Your assignment:
How many lines in the records below contain the string "Some"? Answer with the number alone.

- - -

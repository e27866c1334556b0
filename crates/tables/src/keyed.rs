use std::{error::Error as StdError, hash::Hash};

use crate::{cache::Cache, in_mem::InMemTable, index::Index, prelude::*};

/// A cached table with a hashed lookup kept in step with every write.
pub struct Keyed<O, K, E> {
    inner: Cache<O, E>,
    by_key: Index<K, E>,
}

impl<O, K, E> Keyed<O, K, E>
where
    K: Hash + Eq + Clone,
{
    pub fn new(inner: Cache<O, E>, get_key: fn(&E) -> K) -> Self {
        let mut by_key = Index::new(get_key);
        by_key.rebuild(inner.read());
        Self { inner, by_key }
    }

    pub fn read(&self) -> &InMemTable<E> {
        self.inner.read()
    }

    pub fn get(&self, key: &K) -> Option<Row<&E>> {
        let row = self.by_key.row_of(key)?;
        self.inner.read().get(row).map(|entry| Row::new(row, entry))
    }

    pub fn get_cloned(&self, key: &K) -> Option<Row<E>>
    where
        E: Clone,
    {
        self.get(key).map(Into::into)
    }

    pub fn mark_as_dirty(&mut self) {
        self.inner.mark_as_dirty();
    }
}

impl<O, K, E, Err> Keyed<O, K, E>
where
    K: Hash + Eq + Clone,
    Err: StdError + Send + Sync + 'static,
    E: Clone + Send + Sync + 'static,
    O: TableFetch<E, Error = Err>
        + TableExtend<E, Error = Err>
        + TableUpdate<E, Error = Err>
        + TableVersion<Error = Err>
        + Send,
{
    pub async fn refresh(&mut self) -> Result<(), Err> {
        if self.inner.refresh().await? {
            self.by_key.rebuild(self.inner.read());
        }
        Ok(())
    }

    /// Re-reads the origin regardless of its version. Used right before a
    /// read-check-write on a row another process may have touched.
    pub async fn reload(&mut self) -> Result<(), Err> {
        self.inner.reload().await?;
        self.by_key.rebuild(self.inner.read());
        Ok(())
    }

    pub async fn extend_one(&mut self, entry: &E) -> Result<usize, Err> {
        let row = self.inner.extend_one(entry).await?;
        self.by_key.set(row, entry);
        Ok(row)
    }

    pub async fn update_one(&mut self, row: usize, entry: &E) -> Result<(), Err> {
        self.inner.update_one(row, entry).await?;
        self.by_key.set(row, entry);
        Ok(())
    }

    /// Overwrites the row holding the entry's key. Returns `None` when no row
    /// holds it.
    pub async fn update_by_key(&mut self, entry: &E) -> Result<Option<usize>, Err> {
        let Some(row) = self.by_key.row_of(&self.by_key.key_of(entry)) else {
            return Ok(None);
        };
        self.update_one(row, entry).await?;
        Ok(Some(row))
    }
}

#[cfg(test)]
mod tests {
    use super::*;
    use crate::source::Source;

    #[derive(Clone, Debug, PartialEq, serde::Serialize, serde::Deserialize)]
    struct Account {
        id: String,
        balance: u32,
    }

    fn account(id: &str, balance: u32) -> Account {
        Account {
            id: id.to_owned(),
            balance,
        }
    }

    fn table(rows: Vec<Account>) -> Keyed<Source<Account>, String, Account> {
        Keyed::new(Cache::new(Source::Memory(rows.into())), |a: &Account| {
            a.id.clone()
        })
    }

    #[tokio::test]
    async fn lookup_after_refresh() {
        let mut accounts = table(vec![account("a", 1), account("b", 2)]);
        assert!(accounts.get(&"b".to_owned()).is_none());

        accounts.refresh().await.unwrap();

        let b = accounts.get_cloned(&"b".to_owned()).unwrap();
        assert_eq!(b.row, 1);
        assert_eq!(b.balance, 2);
    }

    #[tokio::test]
    async fn writes_keep_index_current() {
        let mut accounts = table(vec![account("a", 1)]);
        accounts.refresh().await.unwrap();

        let row = accounts.extend_one(&account("c", 3)).await.unwrap();
        assert_eq!(accounts.get(&"c".to_owned()).map(|r| r.row), Some(row));

        accounts.update_one(0, &account("z", 1)).await.unwrap();
        assert!(accounts.get(&"a".to_owned()).is_none());
        assert_eq!(accounts.get(&"z".to_owned()).map(|r| r.row), Some(0));
    }

    #[tokio::test]
    async fn update_by_key_finds_the_row() {
        let mut accounts = table(vec![account("a", 1), account("b", 2)]);
        accounts.refresh().await.unwrap();

        let row = accounts.update_by_key(&account("b", 20)).await.unwrap();
        assert_eq!(row, Some(1));
        assert_eq!(accounts.get(&"b".to_owned()).map(|r| r.balance), Some(20));

        let missing = accounts.update_by_key(&account("q", 0)).await.unwrap();
        assert_eq!(missing, None);
    }
}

- - -

Solution for this problem:
6